◆ Instructions to follow
Among the entries below, how many lines contain the string "keys"? Only the number is wanted.

◆ Supplied entries
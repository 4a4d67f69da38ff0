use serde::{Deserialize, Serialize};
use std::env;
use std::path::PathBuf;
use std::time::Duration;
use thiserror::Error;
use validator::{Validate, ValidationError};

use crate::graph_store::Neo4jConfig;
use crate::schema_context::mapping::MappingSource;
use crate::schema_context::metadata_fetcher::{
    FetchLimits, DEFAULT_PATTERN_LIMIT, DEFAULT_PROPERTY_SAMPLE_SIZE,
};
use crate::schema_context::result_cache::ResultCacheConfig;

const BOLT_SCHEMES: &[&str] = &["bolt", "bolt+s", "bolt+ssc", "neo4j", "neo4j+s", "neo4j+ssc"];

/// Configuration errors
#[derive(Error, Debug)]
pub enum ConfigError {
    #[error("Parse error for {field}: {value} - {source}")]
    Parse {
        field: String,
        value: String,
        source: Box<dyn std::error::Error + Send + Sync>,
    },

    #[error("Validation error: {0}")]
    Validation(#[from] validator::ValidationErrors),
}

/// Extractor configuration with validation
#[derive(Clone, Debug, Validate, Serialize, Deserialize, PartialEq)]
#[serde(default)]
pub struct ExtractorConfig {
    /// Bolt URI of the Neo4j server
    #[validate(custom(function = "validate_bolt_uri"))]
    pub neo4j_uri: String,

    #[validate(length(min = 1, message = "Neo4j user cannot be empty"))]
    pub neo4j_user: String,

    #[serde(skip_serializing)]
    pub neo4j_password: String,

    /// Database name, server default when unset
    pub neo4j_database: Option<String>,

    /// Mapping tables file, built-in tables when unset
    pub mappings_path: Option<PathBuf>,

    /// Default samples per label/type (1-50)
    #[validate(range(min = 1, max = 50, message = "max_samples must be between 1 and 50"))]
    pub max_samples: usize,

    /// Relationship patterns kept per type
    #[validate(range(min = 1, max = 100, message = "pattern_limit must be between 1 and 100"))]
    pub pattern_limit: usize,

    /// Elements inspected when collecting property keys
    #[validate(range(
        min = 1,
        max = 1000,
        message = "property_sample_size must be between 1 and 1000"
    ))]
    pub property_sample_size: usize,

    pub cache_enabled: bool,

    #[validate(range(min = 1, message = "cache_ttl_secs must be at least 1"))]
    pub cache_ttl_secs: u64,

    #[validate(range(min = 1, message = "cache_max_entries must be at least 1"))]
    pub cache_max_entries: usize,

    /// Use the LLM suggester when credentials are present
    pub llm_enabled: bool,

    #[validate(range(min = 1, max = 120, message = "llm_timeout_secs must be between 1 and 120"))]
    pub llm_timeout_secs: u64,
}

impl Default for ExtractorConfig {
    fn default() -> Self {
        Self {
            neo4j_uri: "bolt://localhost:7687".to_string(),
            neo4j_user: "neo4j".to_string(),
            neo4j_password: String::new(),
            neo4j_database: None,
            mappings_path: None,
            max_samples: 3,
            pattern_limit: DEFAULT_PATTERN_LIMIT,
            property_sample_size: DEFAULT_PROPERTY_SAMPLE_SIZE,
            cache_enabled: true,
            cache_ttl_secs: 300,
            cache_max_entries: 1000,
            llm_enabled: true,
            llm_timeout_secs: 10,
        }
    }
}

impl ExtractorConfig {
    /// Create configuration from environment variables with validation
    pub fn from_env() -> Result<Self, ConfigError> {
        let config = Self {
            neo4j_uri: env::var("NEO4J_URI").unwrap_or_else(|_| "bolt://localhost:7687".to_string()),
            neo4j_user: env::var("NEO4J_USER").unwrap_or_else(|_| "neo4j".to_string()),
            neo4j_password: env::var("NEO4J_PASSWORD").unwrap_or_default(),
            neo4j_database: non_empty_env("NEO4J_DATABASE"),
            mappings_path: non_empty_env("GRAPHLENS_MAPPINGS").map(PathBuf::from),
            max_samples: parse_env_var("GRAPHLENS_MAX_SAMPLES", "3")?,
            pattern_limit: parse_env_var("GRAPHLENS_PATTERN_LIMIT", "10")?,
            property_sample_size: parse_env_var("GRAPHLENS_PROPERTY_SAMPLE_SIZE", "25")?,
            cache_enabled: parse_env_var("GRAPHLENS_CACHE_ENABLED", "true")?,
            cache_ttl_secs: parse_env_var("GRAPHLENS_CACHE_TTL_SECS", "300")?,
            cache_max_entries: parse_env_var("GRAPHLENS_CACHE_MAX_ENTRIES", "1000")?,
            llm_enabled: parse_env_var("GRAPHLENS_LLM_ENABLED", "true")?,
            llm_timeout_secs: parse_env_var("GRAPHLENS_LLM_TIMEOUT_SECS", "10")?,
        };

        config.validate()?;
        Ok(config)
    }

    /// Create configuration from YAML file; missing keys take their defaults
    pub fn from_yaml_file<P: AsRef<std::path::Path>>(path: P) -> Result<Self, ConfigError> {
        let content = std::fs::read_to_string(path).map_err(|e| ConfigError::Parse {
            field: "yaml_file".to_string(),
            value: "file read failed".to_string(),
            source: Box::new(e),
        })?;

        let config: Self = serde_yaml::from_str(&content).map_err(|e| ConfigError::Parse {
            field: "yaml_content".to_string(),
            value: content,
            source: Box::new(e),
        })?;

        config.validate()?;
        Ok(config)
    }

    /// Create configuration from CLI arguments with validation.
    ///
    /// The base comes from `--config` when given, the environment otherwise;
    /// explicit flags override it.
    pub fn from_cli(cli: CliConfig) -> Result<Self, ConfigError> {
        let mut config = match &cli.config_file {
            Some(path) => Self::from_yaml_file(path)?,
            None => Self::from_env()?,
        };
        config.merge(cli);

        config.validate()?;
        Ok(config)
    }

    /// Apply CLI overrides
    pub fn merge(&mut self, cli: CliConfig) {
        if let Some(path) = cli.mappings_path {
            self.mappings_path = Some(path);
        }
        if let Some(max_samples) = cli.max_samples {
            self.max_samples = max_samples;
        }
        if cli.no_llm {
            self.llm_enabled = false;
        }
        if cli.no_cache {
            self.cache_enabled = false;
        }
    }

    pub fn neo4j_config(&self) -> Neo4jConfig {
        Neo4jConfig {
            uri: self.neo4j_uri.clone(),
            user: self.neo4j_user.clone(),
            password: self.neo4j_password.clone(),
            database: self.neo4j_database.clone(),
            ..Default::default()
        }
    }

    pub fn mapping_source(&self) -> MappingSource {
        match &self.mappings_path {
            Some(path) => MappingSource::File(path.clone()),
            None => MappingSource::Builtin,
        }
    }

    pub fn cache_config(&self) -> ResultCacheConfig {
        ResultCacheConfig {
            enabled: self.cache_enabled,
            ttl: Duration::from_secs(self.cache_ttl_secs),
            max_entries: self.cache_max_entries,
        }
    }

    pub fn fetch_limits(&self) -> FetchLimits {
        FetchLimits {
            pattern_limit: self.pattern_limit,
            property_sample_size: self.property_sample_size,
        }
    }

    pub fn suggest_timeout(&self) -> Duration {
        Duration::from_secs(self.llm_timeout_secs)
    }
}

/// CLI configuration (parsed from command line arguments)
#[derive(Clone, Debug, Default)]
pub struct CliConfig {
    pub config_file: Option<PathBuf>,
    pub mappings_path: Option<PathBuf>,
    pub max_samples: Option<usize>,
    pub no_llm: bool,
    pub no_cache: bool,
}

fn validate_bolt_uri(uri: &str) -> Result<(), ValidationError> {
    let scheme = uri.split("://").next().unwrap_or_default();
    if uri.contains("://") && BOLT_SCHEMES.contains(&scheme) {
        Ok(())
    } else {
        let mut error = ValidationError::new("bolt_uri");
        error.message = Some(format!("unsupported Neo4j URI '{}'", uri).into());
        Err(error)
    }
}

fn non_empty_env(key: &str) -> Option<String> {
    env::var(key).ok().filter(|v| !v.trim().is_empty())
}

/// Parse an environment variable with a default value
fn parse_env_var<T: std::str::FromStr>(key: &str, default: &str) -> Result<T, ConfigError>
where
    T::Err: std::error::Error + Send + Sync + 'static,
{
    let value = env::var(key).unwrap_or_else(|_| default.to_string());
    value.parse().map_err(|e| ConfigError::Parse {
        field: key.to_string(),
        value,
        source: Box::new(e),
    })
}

...

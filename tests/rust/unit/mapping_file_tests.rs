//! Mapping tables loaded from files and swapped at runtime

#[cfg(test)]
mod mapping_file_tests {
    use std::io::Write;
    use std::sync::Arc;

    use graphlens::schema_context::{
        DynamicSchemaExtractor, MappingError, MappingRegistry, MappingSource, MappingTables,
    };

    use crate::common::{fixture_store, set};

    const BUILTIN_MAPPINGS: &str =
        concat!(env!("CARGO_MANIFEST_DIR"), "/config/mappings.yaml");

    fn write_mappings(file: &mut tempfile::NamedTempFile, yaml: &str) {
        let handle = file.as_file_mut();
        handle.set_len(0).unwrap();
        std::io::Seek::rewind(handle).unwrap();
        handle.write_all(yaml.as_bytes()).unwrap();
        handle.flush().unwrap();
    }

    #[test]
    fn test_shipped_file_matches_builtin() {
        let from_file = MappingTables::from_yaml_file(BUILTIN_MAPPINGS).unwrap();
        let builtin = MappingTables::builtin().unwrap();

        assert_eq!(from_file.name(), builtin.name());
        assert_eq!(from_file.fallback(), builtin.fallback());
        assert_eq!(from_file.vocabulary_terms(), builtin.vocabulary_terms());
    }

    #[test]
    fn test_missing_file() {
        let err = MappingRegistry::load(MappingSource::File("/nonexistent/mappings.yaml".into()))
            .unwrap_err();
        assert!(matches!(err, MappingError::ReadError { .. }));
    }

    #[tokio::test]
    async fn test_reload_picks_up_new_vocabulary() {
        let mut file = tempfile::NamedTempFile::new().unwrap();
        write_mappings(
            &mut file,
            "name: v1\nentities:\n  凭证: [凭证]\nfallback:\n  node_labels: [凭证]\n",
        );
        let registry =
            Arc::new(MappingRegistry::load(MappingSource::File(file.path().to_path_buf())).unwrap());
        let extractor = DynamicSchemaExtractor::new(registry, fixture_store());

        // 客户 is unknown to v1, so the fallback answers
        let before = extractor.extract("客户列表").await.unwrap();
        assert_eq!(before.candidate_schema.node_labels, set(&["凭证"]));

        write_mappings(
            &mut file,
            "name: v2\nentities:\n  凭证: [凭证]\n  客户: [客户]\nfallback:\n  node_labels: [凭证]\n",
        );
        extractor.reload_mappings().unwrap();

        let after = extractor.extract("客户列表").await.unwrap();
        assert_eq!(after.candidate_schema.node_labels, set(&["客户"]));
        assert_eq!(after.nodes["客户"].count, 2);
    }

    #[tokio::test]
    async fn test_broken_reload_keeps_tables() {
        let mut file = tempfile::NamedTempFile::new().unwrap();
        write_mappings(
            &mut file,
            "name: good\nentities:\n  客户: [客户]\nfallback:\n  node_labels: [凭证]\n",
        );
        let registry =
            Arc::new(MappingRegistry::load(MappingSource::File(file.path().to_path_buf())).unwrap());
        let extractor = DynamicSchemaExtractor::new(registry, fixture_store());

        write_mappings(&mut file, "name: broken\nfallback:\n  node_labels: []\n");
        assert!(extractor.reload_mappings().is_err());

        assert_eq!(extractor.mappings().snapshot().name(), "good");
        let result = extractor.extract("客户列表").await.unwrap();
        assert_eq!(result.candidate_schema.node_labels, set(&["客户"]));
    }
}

◆ Answer below
2